On the 25th of January the news broke that Manish Mishra, a grand nephew of the Prime Minister, had been murdered the previous evening by being thrown from a running train near Mathura in Uttar Pradesh. It was shocking that a young person could be so brutally murdered in public, and it is also surprising that the relative of such an important person as the Prime Minister is as vulnerable to criminal acts as any common citizen. But there is a subtext to the story which is very important in the context of the increasing rate of crimes against women.

A year and a half ago in August 2002, a young woman was raped on a suburban train near in Mumbai. There were half a dozen male passengers on that compartment - all of whom saw the rape and none stepped in to stop it. Interestingly one of the passengers was a journalist. Now if we fast forward to 24th of January 2004 we find a similar situation happening on the Chattisgarh Express, near Mathura. This time Manish and his friend were in the compartment where some men were trying to molest young women. In stark contrast to the mute passengers in the Mumbai suburban train these young men protested. The results were radically different - in Mumbai a girl, who many claim was mentally retarded was raped, in Mathura a young man died.

The question that immediately comes to mind is: which of these is more desirable? What would one do if one were faced with a similar situation? Unfortunately it is very difficult to answer these questions. If our interests are tied to the men in question the answer is perhaps is easy - “look the other way and live to see another day”. But can the same be said if our interests lie with women?

Much of the violence against women takes place in private. Dowry murders, domestic violence, deprivation and discrimination against girls, and sex-selective abortions are witness to the high incidence of violence against women within the family.
 •  Men and rape prevention
Violence against women is becoming increasingly visible in our country. Many say that actually the incidents of violence are not increasing, it is only that we are seeing more of them because of higher reporting. Without going into debate into whether violence is increasing or remains the same, it can be said without a doubt that it remains at a very high level. Fortunately the struggles of the women’s movement have been able to bring the debate on violence against women out into the public arena and we can now add the term “unacceptable” to qualify the high level of violence in our society.

Much of the violence against women takes place in private, at home, behind closed doors and within the family. Dowry murders, domestic violence, deprivation and discrimination against girls and sex selective abortions are witness to the high incidence of violence against women within the family. Incidents like the two reported above provide just a glimpse of the violence that takes place in public places. Add to this the violence against women that takes place in state institutions like the police station and the hospital or sterilsation camps and you have a mind boggling variety and overwhelming incidence of violence that women are actually subjected to.

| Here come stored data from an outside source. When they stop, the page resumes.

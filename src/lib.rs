//! rPunchClock library root.
//! Exposes the CLI parser, the high-level run() function and the
//! accounting core (day sessions, payroll, live status).

pub mod cli;
pub mod config;
pub mod core;
pub mod db;
pub mod errors;
pub mod export;
pub mod models;
pub mod ui;
pub mod utils;

use cli::parser::{Cli, Commands};
use config::Config;
use errors::AppResult;

/// Central command dispatcher
pub fn dispatch(cli: &Cli, cfg: &Config) -> AppResult<()> {
    match &cli.command {
        Commands::Init => cli::commands::init::handle(cli),
        Commands::Config { .. } => cli::commands::config::handle(&cli.command, cfg),
        Commands::Log { .. } => cli::commands::log::handle(&cli.command, cfg),
        Commands::Punch { .. } => cli::commands::punch::handle(&cli.command, cfg),
        Commands::Schedule { .. } => cli::commands::schedule::handle(&cli.command, cfg),
        Commands::Days { .. } => cli::commands::days::handle(&cli.command, cfg),
        Commands::Payroll { .. } => cli::commands::payroll::handle(&cli.command, cfg),
        Commands::Status { .. } => cli::commands::status::handle(&cli.command, cfg),
        Commands::Export { .. } => cli::commands::export::handle(&cli.command, cfg),
    }
}

/// Entry point usato da main.rs
pub fn run(cli: Cli) -> AppResult<()> {
    // config caricata UNA sola volta
    let mut cfg = Config::load()?;

    // eventuale override del DB da riga di comando
    if let Some(custom_db) = &cli.db {
        cfg.database = custom_db.clone();
    }

    tracing::debug!(database = %cfg.database, "configuration loaded");

    dispatch(&cli, &cfg)
}
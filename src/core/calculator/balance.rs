//! Overtime / shortfall of a day against the scheduled daily load.

use crate::core::calculator::hours::{HoursPolicy, duration_hours};
use crate::models::day_session::DaySession;
use crate::models::schedule::ScheduleExpectation;
use chrono::Duration;

/// Hours the schedule expects per day, lunch excluded. `None` unless both
/// expected times are set.
pub fn daily_load_hours(
    schedule: &ScheduleExpectation,
    policy: &HoursPolicy,
    default_lunch_minutes: u32,
) -> Option<f64> {
    let entry = schedule.expected_entry?;
    let exit = schedule.expected_exit?;

    let mut span = exit - entry;
    if span <= Duration::zero() {
        // overnight shift
        span += Duration::days(1);
    }

    let lunch_minutes = schedule
        .lunch_duration_minutes
        .unwrap_or(default_lunch_minutes);
    let lunch = Duration::minutes(i64::from(lunch_minutes)).min(policy.lunch_cap);

    Some(duration_hours(span - lunch).max(0.0))
}

/// Set `overtime_hours` / `shortfall_hours` from `worked_hours`.
pub fn apply_balance(session: &mut DaySession, load_hours: f64) {
    let diff = session.worked_hours - load_hours;
    if diff > 0.0 {
        session.overtime_hours = diff;
        session.shortfall_hours = 0.0;
    } else {
        session.overtime_hours = 0.0;
        session.shortfall_hours = -diff;
    }
}
use super::punch_kind::PunchKind;
use crate::errors::{AppError, AppResult};
use chrono::{DateTime, Utc};
use serde::{Deserialize, Serialize};

/// Where a punch was taken, when the device reported it.
#[derive(Debug, Clone, Copy, Serialize, Deserialize, PartialEq)]
pub struct GeoPoint {
    pub lat: f64,
    pub lon: f64,
}

impl GeoPoint {
    pub fn new(lat: f64, lon: f64) -> AppResult<Self> {
        if !(-90.0..=90.0).contains(&lat) || !(-180.0..=180.0).contains(&lon) {
            return Err(AppError::InvalidGeo(format!("lat={lat}, lon={lon}")));
        }
        Ok(Self { lat, lon })
    }
}

/// A recorded punch. Immutable once stored.
#[derive(Debug, Clone, Serialize, Deserialize, PartialEq)]
pub struct PunchEvent {
    pub id: i64,                  // ⇔ punches.id
    pub employee_id: String,      // ⇔ punches.employee_id
    pub kind: PunchKind,          // ⇔ punches.kind
    pub timestamp: DateTime<Utc>, // ⇔ punches.ts (RFC 3339, UTC)
    pub geo: Option<GeoPoint>,    // ⇔ punches.lat / punches.lon
}

impl PunchEvent {
    pub fn new(
        id: i64,
        employee_id: &str,
        kind: PunchKind,
        timestamp: DateTime<Utc>,
        geo: Option<GeoPoint>,
    ) -> Self {
        Self {
            id,
            employee_id: employee_id.to_string(),
            kind,
            timestamp,
            geo,
        }
    }
}

/// Input of `PunchRecorder::record_punch`: a punch that has no id yet.
#[derive(Debug, Clone)]
pub struct NewPunch {
    pub employee_id: String,
    pub kind: PunchKind,
    pub timestamp: DateTime<Utc>,
    pub geo: Option<GeoPoint>,
}
use crate::cli::parser::Commands;
use crate::config::Config;
use crate::core::logic::Core;
use crate::core::policy::AccountingPolicy;
use crate::core::sources::ScheduleSource;
use crate::core::ticker::Ticker;
use crate::db::pool::DbPool;
use crate::errors::{AppError, AppResult};
use crate::models::status::StatusFrame;
use crate::ui::messages::overwrite_line;
use crate::utils::colors::{RESET, color_for_emphasis};
use crate::utils::secs2clock;
use crate::utils::time::parse_instant;
use chrono::{DateTime, Utc};
use std::ops::ControlFlow;
use std::time::Duration;

fn render(frame: &StatusFrame) -> String {
    let mut line = format!(
        "{}{}{}",
        color_for_emphasis(frame.emphasis),
        frame.label,
        RESET
    );
    if frame.phase.is_counting() {
        line.push_str(&format!("  {}", secs2clock(frame.seconds_value)));
    }
    if frame.lateness_seconds > 0 && !frame.phase.is_counting() {
        line.push_str(&format!("  (late by {})", secs2clock(frame.lateness_seconds)));
    }
    if frame.phase.is_undefined_schedule() {
        line.push_str("  (set it with `schedule`)");
    }
    line
}

/// Reload schedule and today's punches, then evaluate at `now`.
fn frame_at(
    pool: &DbPool,
    employee: &str,
    policy: &AccountingPolicy,
    now: DateTime<Utc>,
) -> AppResult<StatusFrame> {
    let schedule = pool.fetch_schedule(employee)?.unwrap_or_default();
    let punches = Core::todays_punch_state(pool, employee, &schedule, now, policy)?;
    Ok(Core::evaluate_live_status(&schedule, &punches, now, policy))
}

/// Handle the `status` command
pub fn handle(cmd: &Commands, cfg: &Config) -> AppResult<()> {
    if let Commands::Status {
        employee,
        at,
        watch,
        ticks,
    } = cmd
    {
        let policy = cfg.policy()?;
        let pool = DbPool::open(&cfg.database)?;

        if !*watch {
            let now = match at {
                Some(s) => parse_instant(s, policy.offset, Utc::now())?,
                None => Utc::now(),
            };
            let frame = frame_at(&pool, employee, &policy, now)?;
            tracing::debug!(phase = %frame.phase, seconds = frame.seconds_value, "status evaluated");
            println!("{}", render(&frame));
            return Ok(());
        }

        if at.is_some() {
            return Err(AppError::validation("--at cannot be combined with --watch"));
        }

        let ticker = Ticker::new(Duration::from_millis(cfg.tick_interval_ms.max(1)), *ticks);
        ticker.run(|_| -> AppResult<ControlFlow<()>> {
            let frame = frame_at(&pool, employee, &policy, Utc::now())?;
            overwrite_line(render(&frame));
            Ok(ControlFlow::Continue(()))
        })?;
        println!();
    }

    Ok(())
}
use crate::errors::AppResult;
use chrono::Local;
use rusqlite::Connection;
use rusqlite::params;

/// Write an internal log line into the `log` table.
pub fn ttlog(conn: &Connection, operation: &str, target: &str, message: &str) -> AppResult<()> {
    // Timestamp locale, formattato in ISO 8601
    let now = Local::now().to_rfc3339();

    let mut stmt = conn.prepare_cached(
        "INSERT INTO log (date, operation, target, message)
         VALUES (?1, ?2, ?3, ?4)",
    )?;

    stmt.execute(params![now, operation, target, message])?;

    Ok(())
}

/// Same as `ttlog`, but a failure only produces a warning: audit rows must
/// never abort the operation they describe.
pub fn ttlog_quiet(conn: &Connection, operation: &str, target: &str, message: &str) {
    if let Err(e) = ttlog(conn, operation, target, message) {
        tracing::warn!(operation, target, "failed to write internal log: {}", e);
    }
}

pub fn load_log(conn: &Connection) -> AppResult<Vec<(i64, String, String, String, String)>> {
    let mut stmt =
        conn.prepare_cached("SELECT id, date, operation, target, message FROM log ORDER BY id ASC")?;

    let rows = stmt.query_map([], |row| {
        Ok((
            row.get::<_, i64>(0)?,
            row.get::<_, String>(1)?,
            row.get::<_, String>(2)?,
            row.get::<_, Option<String>>(3)?.unwrap_or_default(),
            row.get::<_, String>(4)?,
        ))
    })?;

    let mut out = Vec::new();
    for r in rows {
        out.push(r?);
    }
    Ok(out)
}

As mentioned earlier in the last twenty years or so women’s groups have been able to bring the debate over violence against women into the realm of public discussion. This has happened around dowry related murders, around rape, around issues of support and maintenance after divorce, and most recently around domestic violence and sex-selective abortions. But in much of the debate it remains limited in scope as a women’s issue. It is perhaps in this light that we can interpret the 'observer' status of the male passengers while the rape took place on the Mumbai suburban train in August 2000.

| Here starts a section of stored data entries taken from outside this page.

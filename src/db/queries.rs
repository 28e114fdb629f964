use crate::errors::{AppError, AppResult};
use crate::models::day_session::DaySession;
use crate::models::payroll::{PayrollKey, PayrollPeriod};
use crate::models::punch::{GeoPoint, NewPunch, PunchEvent};
use crate::models::punch_kind::PunchKind;
use crate::models::range::TimeRange;
use crate::models::schedule::ScheduleExpectation;
use chrono::{DateTime, Local, NaiveDate, NaiveTime, SecondsFormat, SubsecRound, Utc};
use rusqlite::{Connection, OptionalExtension, Result, Row, params};

/// Instants are stored as fixed-width UTC RFC 3339 text
/// (`2025-03-10T11:00:00.000Z`) so that string order is time order.
pub fn ts_to_db(ts: &DateTime<Utc>) -> String {
    ts.to_rfc3339_opts(SecondsFormat::Millis, true)
}

fn conversion_error(col: usize, err: AppError) -> rusqlite::Error {
    rusqlite::Error::FromSqlConversionFailure(col, rusqlite::types::Type::Text, Box::new(err))
}

fn ts_from_db(col: usize, s: &str) -> Result<DateTime<Utc>> {
    DateTime::parse_from_rfc3339(s)
        .map(|dt| dt.with_timezone(&Utc))
        .map_err(|_| conversion_error(col, AppError::InvalidDate(s.to_string())))
}

fn date_from_db(col: usize, s: &str) -> Result<NaiveDate> {
    NaiveDate::parse_from_str(s, "%Y-%m-%d")
        .map_err(|_| conversion_error(col, AppError::InvalidDate(s.to_string())))
}

fn time_from_db(col: usize, s: Option<String>) -> Result<Option<NaiveTime>> {
    match s {
        None => Ok(None),
        Some(s) => NaiveTime::parse_from_str(&s, "%H:%M")
            .map(Some)
            .map_err(|_| conversion_error(col, AppError::InvalidTime(s))),
    }
}

// ---------------------------------------------------------------------------
// Punches
// ---------------------------------------------------------------------------

pub fn map_punch_row(row: &Row) -> Result<PunchEvent> {
    let kind_str: String = row.get("kind")?;
    let kind = PunchKind::from_db_str(&kind_str)
        .ok_or_else(|| conversion_error(2, AppError::InvalidPunchKind(kind_str.clone())))?;

    let ts_str: String = row.get("ts")?;
    let timestamp = ts_from_db(3, &ts_str)?;

    let lat: Option<f64> = row.get("lat")?;
    let lon: Option<f64> = row.get("lon")?;
    let geo = match (lat, lon) {
        (Some(lat), Some(lon)) => Some(GeoPoint { lat, lon }),
        _ => None,
    };

    Ok(PunchEvent {
        id: row.get("id")?,
        employee_id: row.get("employee_id")?,
        kind,
        timestamp,
        geo,
    })
}

/// The returned event carries the stored (millisecond) timestamp.
pub fn insert_punch(conn: &Connection, punch: &NewPunch) -> AppResult<PunchEvent> {
    let timestamp = punch.timestamp.trunc_subsecs(3);
    conn.execute(
        "INSERT INTO punches (employee_id, kind, ts, lat, lon, source, created_at)
         VALUES (?1, ?2, ?3, ?4, ?5, 'cli', ?6)",
        params![
            punch.employee_id,
            punch.kind.to_db_str(),
            ts_to_db(&timestamp),
            punch.geo.map(|g| g.lat),
            punch.geo.map(|g| g.lon),
            Local::now().to_rfc3339(),
        ],
    )?;

    Ok(PunchEvent {
        id: conn.last_insert_rowid(),
        employee_id: punch.employee_id.clone(),
        kind: punch.kind,
        timestamp,
        geo: punch.geo,
    })
}

pub fn load_punches_in_range(
    conn: &Connection,
    employee_id: &str,
    range: &TimeRange,
) -> AppResult<Vec<PunchEvent>> {
    let mut stmt = conn.prepare_cached(
        "SELECT id, employee_id, kind, ts, lat, lon FROM punches
         WHERE employee_id = ?1 AND ts >= ?2 AND ts <= ?3
         ORDER BY ts ASC, id ASC",
    )?;

    let rows = stmt.query_map(
        params![employee_id, ts_to_db(&range.from), ts_to_db(&range.to)],
        map_punch_row,
    )?;

    let mut out = Vec::new();
    for r in rows {
        out.push(r?);
    }
    Ok(out)
}

// ---------------------------------------------------------------------------
// Schedules
// ---------------------------------------------------------------------------

pub fn load_schedule(conn: &Connection, employee_id: &str) -> AppResult<Option<ScheduleExpectation>> {
    let row = conn
        .query_row(
            "SELECT expected_entry, expected_exit, lunch_minutes
             FROM schedules WHERE employee_id = ?1",
            [employee_id],
            |row| {
                Ok(ScheduleExpectation {
                    expected_entry: time_from_db(0, row.get(0)?)?,
                    expected_exit: time_from_db(1, row.get(1)?)?,
                    lunch_duration_minutes: row.get(2)?,
                })
            },
        )
        .optional()?;
    Ok(row)
}

pub fn save_schedule(
    conn: &Connection,
    employee_id: &str,
    schedule: &ScheduleExpectation,
) -> AppResult<()> {
    conn.execute(
        "INSERT INTO schedules (employee_id, expected_entry, expected_exit, lunch_minutes, updated_at)
         VALUES (?1, ?2, ?3, ?4, ?5)
         ON CONFLICT(employee_id) DO UPDATE SET
             expected_entry = excluded.expected_entry,
             expected_exit  = excluded.expected_exit,
             lunch_minutes  = excluded.lunch_minutes,
             updated_at     = excluded.updated_at",
        params![
            employee_id,
            schedule
                .expected_entry
                .map(|t| t.format("%H:%M").to_string()),
            schedule.expected_exit.map(|t| t.format("%H:%M").to_string()),
            schedule.lunch_duration_minutes,
            Local::now().to_rfc3339(),
        ],
    )?;
    Ok(())
}

pub fn delete_schedule(conn: &Connection, employee_id: &str) -> AppResult<bool> {
    let n = conn.execute("DELETE FROM schedules WHERE employee_id = ?1", [employee_id])?;
    Ok(n > 0)
}

// ---------------------------------------------------------------------------
// Payroll periods
// ---------------------------------------------------------------------------

const PAYROLL_COLUMNS: &str = "id, employee_id, period_start, period_end, hourly_rate, deductions,
     total_hours, total_overtime_hours, total_shortfall_hours, net_pay,
     daily_breakdown, generated_at";

pub fn map_payroll_row(row: &Row) -> Result<PayrollPeriod> {
    let start: String = row.get("period_start")?;
    let end: String = row.get("period_end")?;
    let breakdown: String = row.get("daily_breakdown")?;
    let generated: String = row.get("generated_at")?;

    let daily_breakdown: Vec<DaySession> = serde_json::from_str(&breakdown)
        .map_err(|e| conversion_error(10, AppError::Json(e)))?;

    Ok(PayrollPeriod {
        id: row.get("id")?,
        employee_id: row.get("employee_id")?,
        period_start: date_from_db(2, &start)?,
        period_end: date_from_db(3, &end)?,
        hourly_rate: row.get("hourly_rate")?,
        deductions: row.get("deductions")?,
        total_hours: row.get("total_hours")?,
        total_overtime_hours: row.get("total_overtime_hours")?,
        total_shortfall_hours: row.get("total_shortfall_hours")?,
        net_pay: row.get("net_pay")?,
        daily_breakdown,
        generated_at: ts_from_db(11, &generated)?,
    })
}

/// Single-statement conditional upsert on the payroll key. Concurrent
/// callers for the same key end up with one row; the row id survives
/// regeneration.
pub fn upsert_payroll_period(conn: &Connection, mut record: PayrollPeriod) -> AppResult<PayrollPeriod> {
    let breakdown = serde_json::to_string(&record.daily_breakdown)?;

    let id: i64 = conn.query_row(
        "INSERT INTO payroll_periods (
             employee_id, period_start, period_end, hourly_rate, deductions,
             total_hours, total_overtime_hours, total_shortfall_hours, net_pay,
             daily_breakdown, generated_at)
         VALUES (?1, ?2, ?3, ?4, ?5, ?6, ?7, ?8, ?9, ?10, ?11)
         ON CONFLICT(employee_id, period_start, period_end) DO UPDATE SET
             hourly_rate           = excluded.hourly_rate,
             deductions            = excluded.deductions,
             total_hours           = excluded.total_hours,
             total_overtime_hours  = excluded.total_overtime_hours,
             total_shortfall_hours = excluded.total_shortfall_hours,
             net_pay               = excluded.net_pay,
             daily_breakdown       = excluded.daily_breakdown,
             generated_at          = excluded.generated_at
         RETURNING id",
        params![
            record.employee_id,
            record.period_start.format("%Y-%m-%d").to_string(),
            record.period_end.format("%Y-%m-%d").to_string(),
            record.hourly_rate,
            record.deductions,
            record.total_hours,
            record.total_overtime_hours,
            record.total_shortfall_hours,
            record.net_pay,
            breakdown,
            ts_to_db(&record.generated_at),
        ],
        |row| row.get(0),
    )?;

    record.id = id;
    Ok(record)
}

pub fn find_payroll_period(conn: &Connection, key: &PayrollKey) -> AppResult<Option<PayrollPeriod>> {
    let sql = format!(
        "SELECT {PAYROLL_COLUMNS} FROM payroll_periods
         WHERE employee_id = ?1 AND period_start = ?2 AND period_end = ?3"
    );
    let found = conn
        .query_row(
            &sql,
            params![
                key.employee_id,
                key.period_start.format("%Y-%m-%d").to_string(),
                key.period_end.format("%Y-%m-%d").to_string(),
            ],
            map_payroll_row,
        )
        .optional()?;
    Ok(found)
}

pub fn list_payroll_periods(conn: &Connection, employee_id: &str) -> AppResult<Vec<PayrollPeriod>> {
    let sql = format!(
        "SELECT {PAYROLL_COLUMNS} FROM payroll_periods
         WHERE employee_id = ?1
         ORDER BY period_start DESC, period_end DESC"
    );
    let mut stmt = conn.prepare(&sql)?;
    let rows = stmt.query_map([employee_id], map_payroll_row)?;

    let mut out = Vec::new();
    for r in rows {
        out.push(r?);
    }
    Ok(out)
}

pub fn count_payroll_periods(conn: &Connection, key: &PayrollKey) -> AppResult<i64> {
    let n = conn.query_row(
        "SELECT COUNT(*) FROM payroll_periods
         WHERE employee_id = ?1 AND period_start = ?2 AND period_end = ?3",
        params![
            key.employee_id,
            key.period_start.format("%Y-%m-%d").to_string(),
            key.period_end.format("%Y-%m-%d").to_string(),
        ],
        |row| row.get(0),
    )?;
    Ok(n)
}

However there was something fundamentally different in the reaction of Manish and his friend to the molestation of women passengers on the Chattisgarh Express on 24th January 2004. They did not consider the molestation as a women’s issue and remain mute bystanders, they considered it an issue for men too, and intervened. The results were ghastly, but the intervention can be considered a beacon. It drives home the point that there are men who consider violence against women their issue as well.

While violence against women is experienced wholly by women, men remain very important players in the equation. It is convenient to label it a women’s issue and then look the other way. The usual righteous excuses - 'I treat my daughters and sons equally'; 'I do not beat my wife and so it does not concern me', etc. are too short-sighted. As fathers, brothers, husbands, friends, and even as members of society at large, men contribute to this situation not only as perpetrators and silent sympathizers but also as passive if not cynical observers. If violence against women is unacceptable and it has to come down this situation must change. Men - in the family and in society - must start owning responsibility for the change. Men as husbands, fathers and brothers must start by examining and changing their own behavior towards other members of their family. And the men who remained silent observers all this while must change into active protesters.

All this talk of change can sound unrealistic and unattainable, but in fact is not so. Small experiments along similar lines have already started in different corners of India. These seek to involve men in the efforts to reduce violence against women, and they have been started by ordinary people. In some places there are teachers who discuss these issues with their students, in others professionals from different walks of life have formed groups to fight violence and abuse, there are film-makers who have started exploring the issue through their own medium, and a state-wide network of men has been started in one place to stop violence against women. These are very important efforts but at the same time these are very small. The need of the hour is for all concerned and sensitive men to realize that violence against women is an unacceptable aspect of our society and that all must join in such efforts to stop it.

The choice between watching a rape happen and risking one’s life to stop it, is no choice at all. If we feel we have any stake in seeing our world treat women a little better, then Manish and his friends have taught us a valuable lesson.